Grab your squash blossoms and gently open them up. You’re gonna remove the pistil from the inside. Just pinch and pull it out carefully so you don’t tear the flower.
Next, let’s make the filling. In a bowl, combine your ricotta, shredded mozzarella, salt, pepper, and garlic powder. And don’t hold back on the mozzarella here—that’s what gives you that gooey, stretchy center.
Now take your blossoms and gently stuff them with the cheese mixture. Don’t overfill, just enough so you can still close the petals around it.
For the coating, mix your flour and eggs together in one bowl. If it feels too thick, add a little water to loosen it up. This is gonna save you a step instead of doing flour, egg, then breadcrumbs separately.

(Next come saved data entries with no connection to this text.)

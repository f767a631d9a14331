use super::*;

#[test]
fn test_parse_minimal_config() {
    let kdl = r#"
        environment "Development"
    "#;

    let params = parse_kdl_string(kdl).unwrap();
    assert_eq!(params.environment_name, Some("Development".to_string()));
    assert_eq!(params.account, None);
    assert_eq!(params.network_name, None);
}

#[test]
fn test_parse_environment_with_identity() {
    let kdl = r#"
        environment "Development" {
            account "976921358976"
            region "us-east-1"
        }
    "#;

    let params = parse_kdl_string(kdl).unwrap();
    assert_eq!(params.environment_name, Some("Development".to_string()));
    assert_eq!(params.account, Some("976921358976".to_string()));
    assert_eq!(params.region, Some("us-east-1".to_string()));
}

#[test]
fn test_parse_network_block() {
    let kdl = r#"
        environment "Staging"
        network {
            name "lab81-proj-vpc"
            max-azs 3
            nat-gateways 2
            public-subnet-mask 24
            compute-subnet-mask 25
            data-subnet-mask 26
        }
    "#;

    let params = parse_kdl_string(kdl).unwrap();
    assert_eq!(params.network_name, Some("lab81-proj-vpc".to_string()));
    assert_eq!(params.max_availability_zones, Some(3));
    assert_eq!(params.nat_gateway_count, Some(2));
    assert_eq!(params.public_subnet_cidr_mask, Some(24));
    assert_eq!(params.private_compute_subnet_cidr_mask, Some(25));
    assert_eq!(params.private_data_subnet_cidr_mask, Some(26));
}

#[test]
fn test_parse_dns_and_tls() {
    let kdl = r#"
        environment "Development"
        dns {
            zone-id "Z04123456789ABCDEFGHI"
            zone-name "kenkenaws.pro"
            record-name "www.kenkenaws.pro"
        }
        tls {
            certificate-arn "arn:aws:acm:us-east-1:976921358976:certificate/abc"
        }
    "#;

    let params = parse_kdl_string(kdl).unwrap();
    assert_eq!(
        params.hosted_zone_id,
        Some("Z04123456789ABCDEFGHI".to_string())
    );
    assert_eq!(params.hosted_zone_name, Some("kenkenaws.pro".to_string()));
    assert_eq!(params.record_name, Some("www.kenkenaws.pro".to_string()));
    assert_eq!(
        params.certificate_arn,
        Some("arn:aws:acm:us-east-1:976921358976:certificate/abc".to_string())
    );
}

#[test]
fn test_parse_storage_block() {
    let kdl = r#"
        environment "Development"
        storage {
            bucket-name "my-artifacts"
        }
    "#;

    let params = parse_kdl_string(kdl).unwrap();
    assert_eq!(params.bucket_name, Some("my-artifacts".to_string()));
}

#[test]
fn test_unknown_nodes_are_ignored() {
    let kdl = r#"
        environment "Development"
        observability {
            metrics #true
        }
    "#;

    let params = parse_kdl_string(kdl).unwrap();
    assert_eq!(params.environment_name, Some("Development".to_string()));
}

#[test]
fn test_invalid_kdl_is_an_error() {
    let kdl = r#"
        environment "Development" {
    "#;

    assert!(parse_kdl_string(kdl).is_err());
}

#[test]
fn test_out_of_range_mask_is_dropped() {
    // u8に収まらない値は未指定扱い（検証はリゾルバ以降の責務）
    let kdl = r#"
        environment "Development"
        network {
            public-subnet-mask 300
        }
    "#;

    let params = parse_kdl_string(kdl).unwrap();
    assert_eq!(params.public_subnet_cidr_mask, None);
}

#[test]
fn test_parse_kdl_file_missing_path() {
    let result = parse_kdl_file("/nonexistent/gridflow.kdl");
    assert!(result.is_err());
}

Set up your station: flour-egg mixture in one bowl, panko in another. Dip each stuffed blossom into the flour-egg mixture, let the excess drip off, then roll it in the panko until fully coated.
Heat your oil to about 350°F. Once it’s hot, carefully drop in your blossoms. Fry them for about 2–3 minutes, just until they’re golden brown and crispy on the outside and the cheese inside is melted.
Pull them out and let them drain on paper towels. Finish by topping with a little fresh arugula and serve with balsamic vinegar or glaze on the side.